## PROMPT
Copy every line from the records that holds the word "SwaggerUi".

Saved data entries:
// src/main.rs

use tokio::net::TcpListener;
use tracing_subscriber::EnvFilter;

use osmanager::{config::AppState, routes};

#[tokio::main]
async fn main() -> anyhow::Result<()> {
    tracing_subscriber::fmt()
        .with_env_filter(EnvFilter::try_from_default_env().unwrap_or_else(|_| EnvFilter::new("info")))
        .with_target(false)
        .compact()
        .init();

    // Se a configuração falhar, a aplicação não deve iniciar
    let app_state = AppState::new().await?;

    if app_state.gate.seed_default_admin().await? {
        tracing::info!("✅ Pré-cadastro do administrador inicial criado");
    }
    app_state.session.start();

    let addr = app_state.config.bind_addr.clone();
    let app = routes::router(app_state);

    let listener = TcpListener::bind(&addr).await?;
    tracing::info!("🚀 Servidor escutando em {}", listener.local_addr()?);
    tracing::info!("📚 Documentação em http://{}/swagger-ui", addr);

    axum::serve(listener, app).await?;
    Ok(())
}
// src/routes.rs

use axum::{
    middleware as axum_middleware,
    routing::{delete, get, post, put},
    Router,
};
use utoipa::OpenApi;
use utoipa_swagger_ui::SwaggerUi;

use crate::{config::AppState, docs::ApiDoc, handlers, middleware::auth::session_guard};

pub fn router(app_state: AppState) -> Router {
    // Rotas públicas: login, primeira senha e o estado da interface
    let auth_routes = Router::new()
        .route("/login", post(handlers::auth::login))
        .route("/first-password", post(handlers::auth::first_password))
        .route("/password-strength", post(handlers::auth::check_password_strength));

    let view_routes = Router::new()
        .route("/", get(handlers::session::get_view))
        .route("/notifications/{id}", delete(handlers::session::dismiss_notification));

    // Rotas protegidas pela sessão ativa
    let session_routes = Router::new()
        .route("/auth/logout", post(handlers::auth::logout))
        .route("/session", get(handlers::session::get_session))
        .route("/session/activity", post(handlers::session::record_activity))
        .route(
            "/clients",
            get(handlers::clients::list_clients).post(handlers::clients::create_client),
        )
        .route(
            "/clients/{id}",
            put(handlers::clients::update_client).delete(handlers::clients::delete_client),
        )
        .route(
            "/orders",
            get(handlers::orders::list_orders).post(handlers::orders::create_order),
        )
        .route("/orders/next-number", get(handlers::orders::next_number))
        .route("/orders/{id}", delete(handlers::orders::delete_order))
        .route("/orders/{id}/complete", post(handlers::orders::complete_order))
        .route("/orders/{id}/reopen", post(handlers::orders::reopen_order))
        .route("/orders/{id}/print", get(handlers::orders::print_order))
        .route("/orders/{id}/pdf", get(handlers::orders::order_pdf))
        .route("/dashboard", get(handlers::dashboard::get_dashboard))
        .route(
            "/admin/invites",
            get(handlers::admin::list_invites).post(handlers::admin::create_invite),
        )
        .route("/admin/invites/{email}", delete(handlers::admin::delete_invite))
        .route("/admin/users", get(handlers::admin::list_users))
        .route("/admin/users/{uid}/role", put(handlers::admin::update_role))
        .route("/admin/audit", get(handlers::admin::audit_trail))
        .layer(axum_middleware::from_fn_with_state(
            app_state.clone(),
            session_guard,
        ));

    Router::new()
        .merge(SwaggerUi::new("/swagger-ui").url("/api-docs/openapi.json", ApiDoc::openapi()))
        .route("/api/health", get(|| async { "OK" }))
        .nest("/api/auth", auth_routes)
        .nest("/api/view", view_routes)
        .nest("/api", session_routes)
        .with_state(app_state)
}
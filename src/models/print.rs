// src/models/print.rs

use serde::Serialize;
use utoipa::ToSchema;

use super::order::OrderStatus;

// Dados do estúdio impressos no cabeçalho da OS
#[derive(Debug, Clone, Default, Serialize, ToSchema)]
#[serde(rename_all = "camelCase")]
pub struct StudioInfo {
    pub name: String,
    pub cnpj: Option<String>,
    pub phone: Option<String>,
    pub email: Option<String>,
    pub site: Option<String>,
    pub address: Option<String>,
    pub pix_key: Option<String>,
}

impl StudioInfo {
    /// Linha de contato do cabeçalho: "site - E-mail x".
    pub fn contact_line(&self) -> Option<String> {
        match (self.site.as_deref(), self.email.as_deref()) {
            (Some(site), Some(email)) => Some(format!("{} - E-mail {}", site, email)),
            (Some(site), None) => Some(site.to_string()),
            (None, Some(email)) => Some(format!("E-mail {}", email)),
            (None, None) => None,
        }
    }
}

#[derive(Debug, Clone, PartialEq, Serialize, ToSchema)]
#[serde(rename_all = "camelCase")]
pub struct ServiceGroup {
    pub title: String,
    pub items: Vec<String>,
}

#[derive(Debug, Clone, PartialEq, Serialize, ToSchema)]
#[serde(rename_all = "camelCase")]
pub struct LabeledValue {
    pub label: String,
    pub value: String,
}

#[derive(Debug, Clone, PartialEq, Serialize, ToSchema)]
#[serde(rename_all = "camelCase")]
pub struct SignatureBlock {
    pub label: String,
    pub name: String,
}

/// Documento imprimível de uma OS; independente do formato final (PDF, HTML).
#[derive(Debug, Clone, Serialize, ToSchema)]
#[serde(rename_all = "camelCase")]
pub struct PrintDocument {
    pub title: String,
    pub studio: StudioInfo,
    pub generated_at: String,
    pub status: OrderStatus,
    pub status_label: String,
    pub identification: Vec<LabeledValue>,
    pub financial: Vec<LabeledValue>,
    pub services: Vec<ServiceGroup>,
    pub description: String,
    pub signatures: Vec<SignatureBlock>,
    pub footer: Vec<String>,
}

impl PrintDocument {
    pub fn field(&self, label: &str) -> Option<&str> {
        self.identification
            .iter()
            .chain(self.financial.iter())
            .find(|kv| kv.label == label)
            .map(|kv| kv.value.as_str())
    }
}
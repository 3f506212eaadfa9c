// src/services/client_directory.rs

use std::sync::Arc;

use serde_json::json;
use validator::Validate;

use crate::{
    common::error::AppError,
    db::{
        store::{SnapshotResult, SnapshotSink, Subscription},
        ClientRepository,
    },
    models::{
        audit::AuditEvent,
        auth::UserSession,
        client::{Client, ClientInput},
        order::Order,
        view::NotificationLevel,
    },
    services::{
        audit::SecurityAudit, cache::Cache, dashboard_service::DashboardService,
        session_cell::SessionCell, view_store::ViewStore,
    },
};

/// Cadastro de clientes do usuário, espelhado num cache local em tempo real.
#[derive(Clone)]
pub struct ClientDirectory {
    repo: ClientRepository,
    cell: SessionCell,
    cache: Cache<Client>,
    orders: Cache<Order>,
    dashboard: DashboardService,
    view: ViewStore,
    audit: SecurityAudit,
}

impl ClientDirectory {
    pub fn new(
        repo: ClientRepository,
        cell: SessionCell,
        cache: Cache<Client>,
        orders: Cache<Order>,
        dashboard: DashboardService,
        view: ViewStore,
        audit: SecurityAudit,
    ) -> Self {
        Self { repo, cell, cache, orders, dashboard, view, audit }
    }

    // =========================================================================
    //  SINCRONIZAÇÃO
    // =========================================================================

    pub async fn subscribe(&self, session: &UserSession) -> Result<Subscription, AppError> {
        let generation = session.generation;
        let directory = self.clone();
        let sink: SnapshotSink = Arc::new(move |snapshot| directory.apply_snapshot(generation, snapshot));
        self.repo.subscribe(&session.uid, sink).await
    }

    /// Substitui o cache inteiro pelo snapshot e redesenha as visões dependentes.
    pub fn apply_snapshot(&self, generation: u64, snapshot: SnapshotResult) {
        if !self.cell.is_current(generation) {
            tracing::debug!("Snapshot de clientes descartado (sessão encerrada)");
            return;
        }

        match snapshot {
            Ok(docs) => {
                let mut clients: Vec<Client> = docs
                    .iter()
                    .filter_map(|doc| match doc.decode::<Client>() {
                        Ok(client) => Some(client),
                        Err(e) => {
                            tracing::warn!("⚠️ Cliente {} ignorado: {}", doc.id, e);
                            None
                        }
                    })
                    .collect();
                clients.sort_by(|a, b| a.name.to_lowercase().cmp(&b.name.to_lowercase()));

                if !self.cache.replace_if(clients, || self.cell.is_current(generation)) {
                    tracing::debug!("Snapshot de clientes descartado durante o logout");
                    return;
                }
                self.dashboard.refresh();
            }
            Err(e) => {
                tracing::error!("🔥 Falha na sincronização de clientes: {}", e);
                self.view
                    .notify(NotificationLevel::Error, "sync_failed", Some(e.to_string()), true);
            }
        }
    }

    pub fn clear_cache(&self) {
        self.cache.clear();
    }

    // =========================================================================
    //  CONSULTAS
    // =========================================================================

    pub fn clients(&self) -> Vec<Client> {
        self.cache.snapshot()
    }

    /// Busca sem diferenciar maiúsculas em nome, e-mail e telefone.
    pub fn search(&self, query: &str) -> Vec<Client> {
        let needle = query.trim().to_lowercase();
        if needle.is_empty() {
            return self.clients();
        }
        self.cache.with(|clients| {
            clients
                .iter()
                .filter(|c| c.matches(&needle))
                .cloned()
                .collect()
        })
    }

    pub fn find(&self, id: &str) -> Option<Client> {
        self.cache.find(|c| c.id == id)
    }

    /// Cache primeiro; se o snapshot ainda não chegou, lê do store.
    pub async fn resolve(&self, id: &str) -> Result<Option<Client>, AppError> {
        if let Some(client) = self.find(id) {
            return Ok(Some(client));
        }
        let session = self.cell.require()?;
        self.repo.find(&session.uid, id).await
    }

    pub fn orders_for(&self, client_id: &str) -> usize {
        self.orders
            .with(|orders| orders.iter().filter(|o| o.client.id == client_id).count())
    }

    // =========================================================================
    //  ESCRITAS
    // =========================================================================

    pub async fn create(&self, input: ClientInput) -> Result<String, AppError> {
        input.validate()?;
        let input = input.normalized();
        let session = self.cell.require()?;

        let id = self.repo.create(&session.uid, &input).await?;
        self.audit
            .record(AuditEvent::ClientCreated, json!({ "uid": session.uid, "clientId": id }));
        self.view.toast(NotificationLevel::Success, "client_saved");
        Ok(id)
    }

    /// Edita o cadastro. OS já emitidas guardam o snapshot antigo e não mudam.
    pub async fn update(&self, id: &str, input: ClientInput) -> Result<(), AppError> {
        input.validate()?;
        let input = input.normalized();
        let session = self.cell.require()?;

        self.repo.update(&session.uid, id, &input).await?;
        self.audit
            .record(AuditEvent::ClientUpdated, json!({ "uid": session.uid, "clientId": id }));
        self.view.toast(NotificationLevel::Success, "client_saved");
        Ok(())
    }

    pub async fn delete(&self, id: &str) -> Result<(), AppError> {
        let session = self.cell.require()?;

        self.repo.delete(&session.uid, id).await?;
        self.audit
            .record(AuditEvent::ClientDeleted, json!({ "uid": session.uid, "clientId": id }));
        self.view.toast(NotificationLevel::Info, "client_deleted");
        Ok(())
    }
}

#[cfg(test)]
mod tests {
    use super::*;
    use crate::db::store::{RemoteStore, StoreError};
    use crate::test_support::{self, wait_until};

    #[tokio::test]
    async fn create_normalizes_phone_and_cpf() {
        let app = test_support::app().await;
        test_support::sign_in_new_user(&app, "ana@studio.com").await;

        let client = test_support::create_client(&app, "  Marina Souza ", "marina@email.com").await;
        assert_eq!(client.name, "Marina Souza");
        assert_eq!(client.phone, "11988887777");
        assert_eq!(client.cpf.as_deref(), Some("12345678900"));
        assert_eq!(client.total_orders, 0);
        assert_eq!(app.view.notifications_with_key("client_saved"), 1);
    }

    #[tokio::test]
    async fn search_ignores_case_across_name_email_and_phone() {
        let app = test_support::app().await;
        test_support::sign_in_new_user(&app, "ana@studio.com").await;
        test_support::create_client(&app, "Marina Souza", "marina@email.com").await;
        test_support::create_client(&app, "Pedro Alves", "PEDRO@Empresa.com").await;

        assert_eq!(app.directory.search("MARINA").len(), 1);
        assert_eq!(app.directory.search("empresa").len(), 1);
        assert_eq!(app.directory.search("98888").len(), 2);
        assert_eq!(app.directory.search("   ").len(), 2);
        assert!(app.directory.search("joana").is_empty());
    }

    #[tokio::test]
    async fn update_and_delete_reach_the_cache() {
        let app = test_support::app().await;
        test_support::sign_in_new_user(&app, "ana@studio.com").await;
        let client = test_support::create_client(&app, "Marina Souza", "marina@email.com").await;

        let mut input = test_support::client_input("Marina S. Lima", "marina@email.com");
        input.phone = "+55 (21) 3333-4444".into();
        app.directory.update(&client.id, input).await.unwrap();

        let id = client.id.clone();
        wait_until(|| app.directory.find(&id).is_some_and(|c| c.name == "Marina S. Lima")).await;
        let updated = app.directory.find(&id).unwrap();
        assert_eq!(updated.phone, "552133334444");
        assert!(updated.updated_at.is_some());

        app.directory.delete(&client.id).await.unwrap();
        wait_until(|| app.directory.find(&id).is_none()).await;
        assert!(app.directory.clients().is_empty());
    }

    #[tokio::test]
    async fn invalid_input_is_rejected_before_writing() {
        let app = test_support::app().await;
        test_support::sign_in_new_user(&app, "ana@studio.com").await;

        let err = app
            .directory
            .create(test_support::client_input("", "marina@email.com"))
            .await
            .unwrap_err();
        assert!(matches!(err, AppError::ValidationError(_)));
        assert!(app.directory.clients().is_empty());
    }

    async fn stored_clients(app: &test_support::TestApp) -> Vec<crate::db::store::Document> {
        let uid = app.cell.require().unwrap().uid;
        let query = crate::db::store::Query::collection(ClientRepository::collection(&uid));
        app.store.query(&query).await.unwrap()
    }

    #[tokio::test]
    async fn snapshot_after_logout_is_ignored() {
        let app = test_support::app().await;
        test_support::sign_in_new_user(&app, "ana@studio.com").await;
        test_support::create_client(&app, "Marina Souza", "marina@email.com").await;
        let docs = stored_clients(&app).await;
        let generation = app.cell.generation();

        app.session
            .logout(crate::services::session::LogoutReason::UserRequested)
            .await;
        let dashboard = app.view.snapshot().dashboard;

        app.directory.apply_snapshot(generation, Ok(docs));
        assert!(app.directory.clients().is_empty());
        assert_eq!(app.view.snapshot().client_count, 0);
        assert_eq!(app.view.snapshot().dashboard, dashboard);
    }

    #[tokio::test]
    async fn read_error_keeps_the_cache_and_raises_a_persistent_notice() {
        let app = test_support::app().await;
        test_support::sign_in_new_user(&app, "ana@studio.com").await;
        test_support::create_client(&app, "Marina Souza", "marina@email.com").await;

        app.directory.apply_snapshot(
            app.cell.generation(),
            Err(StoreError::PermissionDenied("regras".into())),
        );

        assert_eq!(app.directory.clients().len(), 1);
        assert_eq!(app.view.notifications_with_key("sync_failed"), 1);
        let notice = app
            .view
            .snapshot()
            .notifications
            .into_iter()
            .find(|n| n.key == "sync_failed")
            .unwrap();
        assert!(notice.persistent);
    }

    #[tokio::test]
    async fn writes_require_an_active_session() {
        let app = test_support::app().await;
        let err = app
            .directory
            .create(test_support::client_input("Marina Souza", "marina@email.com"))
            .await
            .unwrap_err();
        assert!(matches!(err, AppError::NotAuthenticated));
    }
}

## EXPECTED ANSWER
use utoipa_swagger_ui::SwaggerUi;
        .merge(SwaggerUi::new("/swagger-ui").url("/api-docs/openapi.json", ApiDoc::openapi()))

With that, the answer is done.